2018-01-28 7:25 GMT+01:00 David Mertz <mertz at gnosis.cx>:

> In South Asia, a different style of digit delimiters for large numbers is
> used than in Europe, North America, Australia, etc.  With some minor
> spelling differences, the term lakh is used for a hundred-thousand, and it
> is generally written as '1,00,000'.
>
> In turn, a crore is 100 lakh, and is written as '1,00,00,000'.  Extending
> this pattern, larger numbers continue to use two digits in groups (other
> than the smallest grouping of three digits.  So, e.g. 1e12 is written
> as 10,00,00,00,00,000.
>
> It's nice that we now have the optional underscore in numeric literals.

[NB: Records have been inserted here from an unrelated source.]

use camino::Utf8PathBuf;
use simple_error::{SimpleResult, bail};

/// Check a required input filename
///
/// Assumes no logger has been configured yet
///
pub fn check_required_filename(filename: &str, label: &str) -> SimpleResult<()> {
    if filename.is_empty() {
        bail!("Must specify {label} file");
    }
    check_input_file(filename, label)
}

/// Check an optional input filename
///
/// Assumes no logger has been configured yet
///
pub fn check_optional_filename(filename_opt: Option<&String>, label: &str) -> SimpleResult<()> {
    if let Some(filename) = filename_opt {
        check_input_file(filename, label)?;
    }
    Ok(())
}

fn check_input_file(filename: &str, label: &str) -> SimpleResult<()> {
    let path = std::path::Path::new(filename);
    if !path.exists() {
        bail!("Can't find specified {label} file: '{filename}'");
    }
    if !path.is_file() {
        bail!("Specified {label} file path does not appear to be a file: '{filename}'");
    }
    Ok(())
}

/// Convert an input file path to its canonical absolute form, so that the settings written to
/// the output directory remain valid from any working directory
///
pub fn canonicalize_string_path(filename: &str) -> SimpleResult<String> {
    match Utf8PathBuf::from(filename).canonicalize_utf8() {
        Ok(x) => Ok(x.to_string()),
        Err(e) => bail!("Can't canonicalize input file path '{filename}': {e}"),
    }
}

/// Check that a numeric option is finite and not negative
pub fn check_non_negative(value: f64, option_name: &str) -> SimpleResult<()> {
    if !(value.is_finite() && value >= 0.0) {
        bail!("--{option_name} argument must be a finite non-negative number, found {value}");
    }
    Ok(())
}
use std::fmt;

use serde::{Serialize, Serializer};

/// Categorical mutation call assigned to one variant in one sample
///
/// Instrument exports occasionally carry call strings other than MD/NMD, these are preserved
/// as-is and never take part in comparator confirmation.
///
#[derive(Clone, Debug, Eq, Hash, PartialEq, strum::EnumString)]
pub enum Call {
    #[strum(serialize = "MD")]
    MutationDetected,

    #[strum(serialize = "NMD")]
    NotDetected,

    #[strum(default)]
    Other(String),
}

impl Call {
    pub fn as_str(&self) -> &str {
        match self {
            Call::MutationDetected => "MD",
            Call::NotDetected => "NMD",
            Call::Other(x) => x.as_str(),
        }
    }

    pub fn is_detected(&self) -> bool {
        *self == Call::MutationDetected
    }
}

impl fmt::Display for Call {
    fn fmt(&self, f: &mut fmt::Formatter<'_>) -> fmt::Result {
        f.write_str(self.as_str())
    }
}

impl Serialize for Call {
    fn serialize<S: Serializer>(&self, serializer: S) -> Result<S::Ok, S::Error> {
        serializer.serialize_str(self.as_str())
    }
}

/// Natural join key of a variant call: sample, coding change and amino-acid change
///
#[derive(Clone, Debug, Eq, Hash, Ord, PartialEq, PartialOrd)]
pub struct VariantKey {
    pub sample_id: String,
    pub cds_change: String,
    pub aa_change: String,
}

impl fmt::Display for VariantKey {
    fn fmt(&self, f: &mut fmt::Formatter<'_>) -> fmt::Result {
        write!(f, "{}_{}_{}", self.sample_id, self.cds_change, self.aa_change)
    }
}

impl Serialize for VariantKey {
    fn serialize<S: Serializer>(&self, serializer: S) -> Result<S::Ok, S::Error> {
        serializer.collect_str(self)
    }
}

/// One variant call for one sample in one run
///
/// The raw count fields are optional at parse time. Rows which never reach comparator
/// confirmation are allowed to leave them blank, and the molecule-count estimator reports any
/// missing value it actually needs.
///
#[derive(Clone, Debug, PartialEq, Serialize)]
pub struct CallRecord {
    pub sample_id: String,
    pub gene_name: String,
    pub cds_change: String,
    pub aa_change: String,
    pub call: Call,
    pub uids_per_amplicon: Option<f64>,
    pub supermutants: Option<f64>,
    pub genome_equivalents: Option<f64>,
    pub comment_internal: Option<String>,
    pub comment_external: Option<String>,
    pub amplicon_id: Option<String>,
    pub maf_percent: Option<f64>,
    pub mutant_molecules: Option<f64>,

    /// Input columns with no canonical field (COSMIC ID, ClinVar, run metadata...), as
    /// `(column name, cell text)` in input column order
    #[serde(skip_serializing_if = "Vec::is_empty")]
    pub extra_fields: Vec<(String, String)>,
}

impl CallRecord {
    pub fn key(&self) -> VariantKey {
        VariantKey {
            sample_id: self.sample_id.clone(),
            cds_change: self.cds_change.clone(),
            aa_change: self.aa_change.clone(),
        }
    }

    pub fn extra_field(&self, name: &str) -> Option<&str> {
        self.extra_fields
            .iter()
            .find(|(x, _)| x == name)
            .map(|(_, value)| value.as_str())
    }

    /// Set the value of an extra column, replacing any existing value under the same name
    pub fn set_extra_field(&mut self, name: &str, value: &str) {
        match self.extra_fields.iter_mut().find(|(x, _)| x == name) {
            Some((_, existing)) => *existing = value.to_string(),
            None => self
                .extra_fields
                .push((name.to_string(), value.to_string())),
        }
    }

    #[cfg(test)]
    pub fn new_test_record(
        sample_id: &str,
        gene_name: &str,
        cds_change: &str,
        aa_change: &str,
        call: Call,
    ) -> Self {
        Self {
            sample_id: sample_id.to_string(),
            gene_name: gene_name.to_string(),
            cds_change: cds_change.to_string(),
            aa_change: aa_change.to_string(),
            call,
            uids_per_amplicon: None,
            supermutants: None,
            genome_equivalents: None,
            comment_internal: None,
            comment_external: None,
            amplicon_id: None,
            maf_percent: None,
            mutant_molecules: None,
            extra_fields: Vec::new(),
        }
    }

    #[cfg(test)]
    pub fn with_counts(mut self, uids_per_amplicon: f64, supermutants: f64, ge: f64) -> Self {
        self.uids_per_amplicon = Some(uids_per_amplicon);
        self.supermutants = Some(supermutants);
        self.genome_equivalents = Some(ge);
        self
    }
}

/// A tumor-assay call record
pub type MutationCallRecord = CallRecord;

/// A call record from the independent background (comparator) assay
pub type ComparatorCallRecord = CallRecord;
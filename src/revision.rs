//! Revision of tumor mutant calls which the comparator assay fails to support
//!

use serde::Serialize;

use crate::call_record::{Call, MutationCallRecord, VariantKey};
use crate::confirmation_test::{ConfirmationResult, ExactTestResult};

pub const DEFAULT_REVISION_COMMENT: &str =
    " BC experiment did not support this mutant being detected";

#[derive(Clone, Debug, PartialEq, Serialize)]
pub struct RevisionPolicy {
    /// Exact test p-values above this level do not support the tumor call
    pub max_p_value: f64,

    /// Odds ratios below this level do not support the tumor call
    pub min_odds_ratio: f64,

    /// Text appended to the internal comment of every revised call
    pub comment_suffix: String,
}

impl Default for RevisionPolicy {
    fn default() -> Self {
        Self {
            max_p_value: 0.01,
            min_odds_ratio: 2.0,
            comment_suffix: DEFAULT_REVISION_COMMENT.to_string(),
        }
    }
}

impl RevisionPolicy {
    /// True if the exact test result fails to support a detected mutation
    ///
    /// An undefined odds ratio never fails the odds ratio threshold by itself.
    ///
    pub fn is_unsupported(&self, exact: &ExactTestResult) -> bool {
        exact.p_value > self.max_p_value || exact.odds_ratio < self.min_odds_ratio
    }
}

#[derive(Clone, Debug, PartialEq)]
pub struct RevisionOutcome {
    pub changed: bool,
    pub call: Call,
    pub comment_internal: Option<String>,
}

/// Decide the revised call and internal comment for one tested record
///
/// Only a detected call can change, so revising a call twice has no further effect.
///
pub fn revise_call(
    record: &MutationCallRecord,
    exact: &ExactTestResult,
    policy: &RevisionPolicy,
) -> RevisionOutcome {
    if record.call.is_detected() && policy.is_unsupported(exact) {
        let comment = record.comment_internal.as_deref().unwrap_or_default();
        RevisionOutcome {
            changed: true,
            call: Call::NotDetected,
            comment_internal: Some(format!("{comment}{}", policy.comment_suffix)),
        }
    } else {
        RevisionOutcome {
            changed: false,
            call: record.call.clone(),
            comment_internal: record.comment_internal.clone(),
        }
    }
}

/// A tumor record with comparator test results
#[derive(Clone, Debug, PartialEq)]
pub struct TestedObservation {
    pub record: MutationCallRecord,
    pub result: ConfirmationResult,
}

/// Record of one call changed by the revision policy
#[derive(Clone, Debug, PartialEq, Serialize)]
pub struct RevisionAuditEntry {
    pub key: VariantKey,

    /// Tumor record before revision
    pub original: MutationCallRecord,

    pub result: ConfirmationResult,
}

/// Updated records with their revision flags, plus the audit list of changed calls
pub struct RevisionSummary {
    pub records: Vec<MutationCallRecord>,
    pub changed: Vec<bool>,
    pub audit: Vec<RevisionAuditEntry>,
}

/// Apply the revision policy to every tested observation, in input order
///
/// Input records are not modified, the returned records are updated copies.
///
pub fn apply_revision_policy(
    tested: &[TestedObservation],
    policy: &RevisionPolicy,
) -> RevisionSummary {
    let mut records = Vec::with_capacity(tested.len());
    let mut changed = Vec::with_capacity(tested.len());
    let mut audit = Vec::new();
    for obs in tested {
        let outcome = revise_call(&obs.record, &obs.result.exact, policy);
        let mut record = obs.record.clone();
        if outcome.changed {
            audit.push(RevisionAuditEntry {
                key: obs.record.key(),
                original: obs.record.clone(),
                result: obs.result.clone(),
            });
            record.call = outcome.call;
            record.comment_internal = outcome.comment_internal;
        }
        records.push(record);
        changed.push(outcome.changed);
    }
    RevisionSummary {
        records,
        changed,
        audit,
    }
}

#[cfg(test)]
mod tests {
    use super::*;
    use crate::call_record::CallRecord;
    use crate::confirmation_test::{ConfirmationTestSettings, run_confirmation_tests};
    use crate::molecule_counts::derive_counts;

    fn exact(p_value: f64, odds_ratio: f64) -> ExactTestResult {
        ExactTestResult {
            p_value,
            odds_ratio,
        }
    }

    fn md_record() -> CallRecord {
        CallRecord::new_test_record("S1", "KRAS", "c.35G>A", "p.G12D", Call::MutationDetected)
    }

    #[test]
    fn test_revise_call_thresholds() {
        let policy = RevisionPolicy::default();
        let record = md_record();

        assert!(!revise_call(&record, &exact(0.001, 5.0), &policy).changed);
        assert!(!revise_call(&record, &exact(0.01, 2.0), &policy).changed);
        assert!(revise_call(&record, &exact(0.02, 5.0), &policy).changed);
        assert!(revise_call(&record, &exact(0.001, 1.5), &policy).changed);
        assert!(!revise_call(&record, &exact(0.001, f64::INFINITY), &policy).changed);
        assert!(revise_call(&record, &exact(1.0, f64::NAN), &policy).changed);
    }

    #[test]
    fn test_undefined_odds_ratio_alone_keeps_call() {
        let policy = RevisionPolicy::default();
        let record = md_record();

        // NaN compares false against the odds ratio threshold, so only the p-value can revise
        assert!(!policy.is_unsupported(&exact(0.001, f64::NAN)));
        assert!(!revise_call(&record, &exact(0.001, f64::NAN), &policy).changed);
        assert!(policy.is_unsupported(&exact(1.0, f64::NAN)));
    }

    #[test]
    fn test_revise_call_comment() {
        let policy = RevisionPolicy::default();
        let mut record = md_record();
        let outcome = revise_call(&record, &exact(0.5, 1.0), &policy);
        assert_eq!(outcome.call, Call::NotDetected);
        assert_eq!(
            outcome.comment_internal.as_deref(),
            Some(" BC experiment did not support this mutant being detected")
        );

        record.comment_internal = Some("low GE".to_string());
        let outcome = revise_call(&record, &exact(0.5, 1.0), &policy);
        assert_eq!(
            outcome.comment_internal.as_deref(),
            Some("low GE BC experiment did not support this mutant being detected")
        );
    }

    #[test]
    fn test_revise_call_idempotent() {
        let policy = RevisionPolicy::default();
        let record = md_record();
        let test = exact(0.5, 1.0);
        let first = revise_call(&record, &test, &policy);

        let mut revised = record.clone();
        revised.call = first.call.clone();
        revised.comment_internal = first.comment_internal.clone();

        let second = revise_call(&revised, &test, &policy);
        assert!(!second.changed);
        assert_eq!(second.call, first.call);
        assert_eq!(second.comment_internal, first.comment_internal);
    }

    #[test]
    fn test_revision_never_promotes() {
        let policy = RevisionPolicy::default();
        for call in [Call::NotDetected, Call::Other("LowGE".to_string())] {
            let mut record = md_record();
            record.call = call.clone();
            for test in [exact(0.5, 1.0), exact(1e-6, 100.0)] {
                let outcome = revise_call(&record, &test, &policy);
                assert!(!outcome.changed);
                assert_eq!(outcome.call, call);
            }
        }
    }

    #[test]
    fn test_apply_revision_policy_unsupported_mutant() {
        // Equal mutant fractions in tumor and comparator: (1,9) vs (1,9)
        let tumor = md_record().with_counts(10.0, 1.0, 10.0);
        let comparator = md_record().with_counts(10.0, 1.0, 10.0);
        let counts = derive_counts(&tumor, &comparator).unwrap();
        let result =
            run_confirmation_tests(&tumor.key(), &counts, &ConfirmationTestSettings::default())
                .unwrap();
        assert!(result.exact.p_value > 0.01);

        let tested = vec![TestedObservation {
            record: tumor.clone(),
            result,
        }];
        let summary = apply_revision_policy(&tested, &RevisionPolicy::default());
        assert_eq!(summary.changed, vec![true]);
        assert_eq!(summary.records[0].call, Call::NotDetected);
        assert!(
            summary.records[0]
                .comment_internal
                .as_deref()
                .unwrap()
                .ends_with(DEFAULT_REVISION_COMMENT)
        );
        assert_eq!(summary.audit.len(), 1);
        assert_eq!(summary.audit[0].original, tumor);

        // Input is left untouched
        assert_eq!(tested[0].record.call, Call::MutationDetected);
    }

    #[test]
    fn test_apply_revision_policy_supported_mutant() {
        // Tumor (10,0) vs comparator (0,10)
        let tumor = md_record().with_counts(10.0, 10.0, 10.0);
        let comparator = md_record().with_counts(10.0, 0.0, 10.0);
        let counts = derive_counts(&tumor, &comparator).unwrap();
        let result =
            run_confirmation_tests(&tumor.key(), &counts, &ConfirmationTestSettings::default())
                .unwrap();
        assert!(result.exact.p_value < 0.01);
        assert!(result.exact.odds_ratio > 1.0);

        let tested = vec![TestedObservation {
            record: tumor.clone(),
            result,
        }];
        let summary = apply_revision_policy(&tested, &RevisionPolicy::default());
        assert_eq!(summary.changed, vec![false]);
        assert_eq!(summary.records[0], tumor);
        assert!(summary.audit.is_empty());
    }
}
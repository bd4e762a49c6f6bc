use camino::{Utf8Path, Utf8PathBuf};
use clap::Args;
use const_format::concatcp;
use serde::Serialize;
use simple_error::{SimpleResult, bail};
use unwrap::unwrap;

use super::utils::{
    canonicalize_string_path, check_non_negative, check_optional_filename,
    check_required_filename,
};
use crate::join::DuplicateKeyPolicy;
use crate::normalize::{DEFAULT_COMPARATOR_SAMPLE_TAG, DEFAULT_CONTROL_MARKERS};
use crate::pipeline::DEFAULT_CONFIRMATION_GENES;
use crate::review::SETTINGS_FILENAME;

#[derive(Args, Serialize)]
pub struct ReviewSettings {
    /// Directory for all review command output (must not already exist)
    #[arg(long, value_name = "DIR", default_value = concatcp!(env!("CARGO_PKG_NAME"), "_review_output"))]
    pub output_dir: Utf8PathBuf,

    /// Tumor assay mutation calls, in tab-delimited format with a header line
    #[arg(long = "calls", value_name = "FILE")]
    pub calls_filename: String,

    /// Comparator (background) assay mutation calls, in tab-delimited format with a header line
    ///
    /// If this is not given, no call is reviewed and the tumor calls are written out unchanged.
    ///
    #[arg(long = "comparator", value_name = "FILE")]
    pub comparator_filename: Option<String>,

    /// Sample list with external identifiers for each sample, in tab-delimited format
    #[arg(long = "manifest", value_name = "FILE")]
    pub manifest_filename: Option<String>,

    /// Run summary sheet with per-sample run metadata, in tab-delimited format with a header line
    ///
    /// All run summary columns are added to every tumor call of the matching sample.
    ///
    #[arg(long = "run-summary", value_name = "FILE")]
    pub run_summary_filename: Option<String>,

    /// Sequencing flow cell identifier added to every tumor call
    #[arg(long, value_name = "ID")]
    pub flowcell_id: Option<String>,

    /// Gene for which detected tumor calls are checked against the comparator assay. May be
    /// given more than once.
    #[arg(long = "confirmation-gene", value_name = "GENE", default_values = DEFAULT_CONFIRMATION_GENES)]
    pub confirmation_genes: Vec<String>,

    /// Detected calls are revised when the exact test p-value is above this level
    #[arg(long, default_value_t = 0.01)]
    pub max_p_value: f64,

    /// Detected calls are revised when the exact test odds ratio is below this level
    #[arg(long, default_value_t = 2.0)]
    pub min_odds_ratio: f64,

    /// Continuity correction added to each molecule count before the exact test
    #[arg(long, default_value_t = 0.1)]
    pub exact_test_pseudocount: f64,

    /// Handling of a variant key found on more than one comparator row
    #[arg(long, value_enum, default_value_t = DuplicateKeyPolicy::Fail)]
    pub duplicate_comparator_keys: DuplicateKeyPolicy,

    /// Also run the pooled proportions z-test and chi-squared test for each reviewed call
    ///
    /// These results are reported for reference only and never change a call.
    ///
    #[arg(long)]
    pub auxiliary_tests: bool,

    /// Continuity correction added to each molecule count before the proportions z-test
    #[arg(long, default_value_t = 0.0)]
    pub proportions_pseudocount: f64,

    /// Continuity correction added to each molecule count before the chi-squared test
    #[arg(long, default_value_t = 0.0)]
    pub chi_squared_pseudocount: f64,

    /// Apply the Yates continuity correction to the chi-squared test
    #[arg(long)]
    pub yates_correction: bool,

    /// Rows with a sample identifier containing this text are removed as control samples. May be
    /// given more than once.
    #[arg(long = "control-marker", value_name = "TEXT", default_values = DEFAULT_CONTROL_MARKERS)]
    pub control_markers: Vec<String>,

    /// Tag removed from comparator sample identifiers so they match tumor sample identifiers
    #[arg(long, value_name = "TEXT", default_value = DEFAULT_COMPARATOR_SAMPLE_TAG)]
    pub comparator_sample_tag: String,
}

/// Validate settings and update to parameters that can't be processed automatically by clap.
///
/// Assumes that the logger is not setup
///
pub fn validate_and_fix_review_settings(
    mut settings: ReviewSettings,
) -> SimpleResult<ReviewSettings> {
    check_required_filename(&settings.calls_filename, "tumor calls")?;
    check_optional_filename(settings.comparator_filename.as_ref(), "comparator calls")?;
    check_optional_filename(settings.manifest_filename.as_ref(), "sample manifest")?;
    check_optional_filename(settings.run_summary_filename.as_ref(), "run summary")?;

    if settings.flowcell_id.as_ref().is_some_and(|x| x.is_empty()) {
        bail!("--flowcell-id argument can't be empty");
    }

    if settings.confirmation_genes.iter().any(|x| x.is_empty()) {
        bail!("--confirmation-gene arguments can't be empty");
    }

    if !(settings.max_p_value > 0.0 && settings.max_p_value <= 1.0) {
        bail!(
            "--max-p-value argument must be in (0,1], found {}",
            settings.max_p_value
        );
    }
    check_non_negative(settings.min_odds_ratio, "min-odds-ratio")?;
    check_non_negative(settings.exact_test_pseudocount, "exact-test-pseudocount")?;
    check_non_negative(settings.proportions_pseudocount, "proportions-pseudocount")?;
    check_non_negative(settings.chi_squared_pseudocount, "chi-squared-pseudocount")?;

    if settings.control_markers.iter().any(|x| x.is_empty()) {
        bail!("--control-marker arguments can't be empty, since they would match every sample");
    }

    settings.calls_filename = canonicalize_string_path(&settings.calls_filename)?;
    settings.comparator_filename = settings
        .comparator_filename
        .map(|x| canonicalize_string_path(&x))
        .transpose()?;
    settings.manifest_filename = settings
        .manifest_filename
        .map(|x| canonicalize_string_path(&x))
        .transpose()?;
    settings.run_summary_filename = settings
        .run_summary_filename
        .map(|x| canonicalize_string_path(&x))
        .transpose()?;

    Ok(settings)
}

/// Write review settings out in json format
pub fn write_review_settings(output_dir: &Utf8Path, settings: &ReviewSettings) {
    use log::info;

    let filename = output_dir.join(SETTINGS_FILENAME);

    info!("Writing review settings to file: '{filename}'");

    let f = unwrap!(
        std::fs::File::create(&filename),
        "Unable to create review settings json file: '{filename}'"
    );

    serde_json::to_writer_pretty(&f, &settings).unwrap();
}
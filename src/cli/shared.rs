use clap::Args;
use simple_error::{SimpleResult, bail};

#[derive(Args)]
pub struct SharedSettings {
    /// Number of threads to use. Defaults to all logical cpus detected.
    #[arg(long = "threads", global = true, value_name = "THREAD_COUNT")]
    thread_count_option: Option<usize>,

    /// This value will be filled in by thread_count_option
    #[arg(hide = true, default_value_t = 0)]
    pub thread_count: usize,

    /// Overwrite an existing output directory
    #[arg(long, global = true)]
    pub clobber: bool,

    /// Turn on extra debug logging
    ///
    /// This option enables extra logging intended for debugging only, such as a log entry for
    /// every control sample row removed from the input.
    ///
    #[arg(long, global = true)]
    pub debug: bool,
}

pub fn validate_and_fix_shared_settings(
    mut settings: SharedSettings,
) -> SimpleResult<SharedSettings> {
    settings.thread_count = match settings.thread_count_option {
        Some(count) => {
            if count == 0 {
                bail!("--threads argument must be greater than 0");
            }
            count
        }
        None => num_cpus::get(),
    };

    Ok(settings)
}
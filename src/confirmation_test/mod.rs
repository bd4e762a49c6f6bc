//! Statistical confirmation of tumor mutant calls against the comparator assay
//!
//! Each joined observation is reduced to a 2x2 molecule table:
//!
//! ```text
//!             mutant      reference
//! tumor       a           b
//! comparator  c           d
//! ```
//!
//! The one-sided exact test is the test of record used by the revision policy. The pooled
//! proportions z-test and the chi-squared test are auxiliary, and only computed on request.
//!

mod chi_squared;
mod exact;
mod proportions;

pub use chi_squared::{ChiSquaredTestResult, chi_squared_test};
pub use exact::{ExactTestResult, fisher_exact_greater};
pub use proportions::{ProportionsTestResult, proportions_ztest_larger};

use serde::Serialize;

use crate::call_record::VariantKey;
use crate::errors::{Result, ReviewError};
use crate::molecule_counts::DerivedCounts;

#[derive(Clone, Copy, Debug, PartialEq, Serialize)]
pub struct ContingencyTable {
    pub a: f64,
    pub b: f64,
    pub c: f64,
    pub d: f64,
}

impl ContingencyTable {
    pub fn new(a: f64, b: f64, c: f64, d: f64) -> Self {
        Self { a, b, c, d }
    }

    pub fn from_counts(counts: &DerivedCounts) -> Self {
        Self::new(
            counts.mutant_molecules_tumor,
            counts.reference_molecules_tumor,
            counts.mutant_molecules_comparator,
            counts.reference_molecules_comparator,
        )
    }

    /// Add the same continuity correction to every cell
    pub fn with_pseudocount(&self, pseudocount: f64) -> Self {
        Self::new(
            self.a + pseudocount,
            self.b + pseudocount,
            self.c + pseudocount,
            self.d + pseudocount,
        )
    }

    /// Cells truncated toward zero to whole molecule counts
    pub fn whole_counts(&self) -> [u64; 4] {
        [self.a, self.b, self.c, self.d].map(|x| x.trunc() as u64)
    }

    pub fn tumor_total(&self) -> f64 {
        self.a + self.b
    }

    pub fn comparator_total(&self) -> f64 {
        self.c + self.d
    }
}

#[derive(Clone, Debug, PartialEq, Serialize)]
pub struct ConfirmationTestSettings {
    /// Continuity correction added to each cell before the exact test
    pub exact_test_pseudocount: f64,

    /// Compute the z-test and chi-squared test in addition to the exact test
    pub auxiliary_tests: bool,

    pub proportions_pseudocount: f64,
    pub chi_squared_pseudocount: f64,
    pub yates_correction: bool,
}

impl Default for ConfirmationTestSettings {
    fn default() -> Self {
        Self {
            exact_test_pseudocount: 0.1,
            auxiliary_tests: false,
            proportions_pseudocount: 0.0,
            chi_squared_pseudocount: 0.0,
            yates_correction: false,
        }
    }
}

/// All test output for one joined observation
#[derive(Clone, Debug, PartialEq, Serialize)]
pub struct ConfirmationResult {
    pub counts: DerivedCounts,
    pub exact: ExactTestResult,

    #[serde(skip_serializing_if = "Option::is_none")]
    pub proportions: Option<ProportionsTestResult>,

    #[serde(skip_serializing_if = "Option::is_none")]
    pub chi_squared: Option<ChiSquaredTestResult>,
}

fn check_p_value(key: &VariantKey, test_name: &str, p_value: f64) -> Result<()> {
    if p_value.is_finite() {
        Ok(())
    } else {
        Err(ReviewError::arithmetic(
            key,
            format!("{test_name} p-value is not finite ({p_value})"),
        ))
    }
}

/// Run the exact test, and the auxiliary tests if enabled, on one observation's molecule counts
///
/// # Arguments
/// * `key` - Variant key of the observation, used to label any arithmetic error
///
pub fn run_confirmation_tests(
    key: &VariantKey,
    counts: &DerivedCounts,
    settings: &ConfirmationTestSettings,
) -> Result<ConfirmationResult> {
    let table = ContingencyTable::from_counts(counts);

    let exact = fisher_exact_greater(&table.with_pseudocount(settings.exact_test_pseudocount));
    check_p_value(key, "exact test", exact.p_value)?;

    let (proportions, chi_squared) = if settings.auxiliary_tests {
        let proportions = proportions_ztest_larger(
            &table.with_pseudocount(settings.proportions_pseudocount),
        )
        .map_err(|detail| ReviewError::arithmetic(key, detail))?;
        check_p_value(key, "proportions z-test", proportions.p_value)?;

        let chi_squared = chi_squared_test(
            &table.with_pseudocount(settings.chi_squared_pseudocount),
            settings.yates_correction,
        )
        .map_err(|detail| ReviewError::arithmetic(key, detail))?;
        check_p_value(key, "chi-squared test", chi_squared.p_value)?;

        (Some(proportions), Some(chi_squared))
    } else {
        (None, None)
    };

    Ok(ConfirmationResult {
        counts: *counts,
        exact,
        proportions,
        chi_squared,
    })
}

> So we could write a number as either `12_34_56_78_00_000` or
> `1_234_567_800_000` depending on what region of the world and which
> convention was more familiar.
>
> However, in *formatting* those numbers, the format mini-language only
> allows the European convention.  So e.g.
>
> In [1]: x = 12_34_56_78_00_000
> In [2]: "{:,d}".format(x)
> Out[2]: '1,234,567,800,000'
> In [3]: f"{x:,d}"
> Out[3]: '1,234,567,800,000'
>
>
> In order to get Indian number delimiters, you'd have to write a custom
> formatting function, notwithstanding that something like 1.5 billion people
> use the three-then-two delimiting convention.
>
> I propose that Python should have an additional grouping option, or some
> other way to specify this grouping convention.  Oddly, the '_' grouping
> symbol is available, even though no one actually uses that grouper outside
> of programming languages like Python, e.g.:
>
> In [4]: f"{x:_d}"
> Out[4]: '1_234_567_800_000'
>
>
> I guess this is nice for something like round-tripping numbers used in
> code, but it's not a symbol anyone uses "natively" (I understand why comma
> or period cannot be used in numeric literals since they mean something else
> in Python already).
>
> I'm not sure what symbol or combination I would recommend, but finding
> something suitable shouldn't be so hard.  Perhaps now that backtick no
> longer has any other meaning in Python, it could be used since it looks
> similar to a comma.  E.g. in Python 3.8 we might have:
>
> >>> f"{x:`d}"
> '12,34,56,78,00,000'
>
> (actually, this probably isn't any parser issue even in Python 2 since
> it's already inside quotes; but the issue is moot).
>
> Or maybe a two character version like:
>
> >>> f"{x:2,d}"
> '12,34,56,78,00,000'
>
>
> Or:
>
> >>> f"{x:,,d}"
> '12,34,56,78,00,000'
>
>
> Even if `2,` was used, that wouldn't preclude giving an additional length
> descriptor after it.  Now we can have:
>
> >>> f"{x:,.2f}"
>
> '1,234,567,800,000.00'
>
> Perhaps in the future this would work:
>
> >>> f"{x:2,.2f}"
> '12,34,56,78,00,000.00'
>
>
> --
> Keeping medicines from the bloodstreams of the sick; food
> from the bellies of the hungry; books from the hands of the
> uneducated; technology from the underdeveloped; and putting
> advocates of freedom in prisons.  Intellectual property is
> to the 21st century what the slave trade was to the 16th.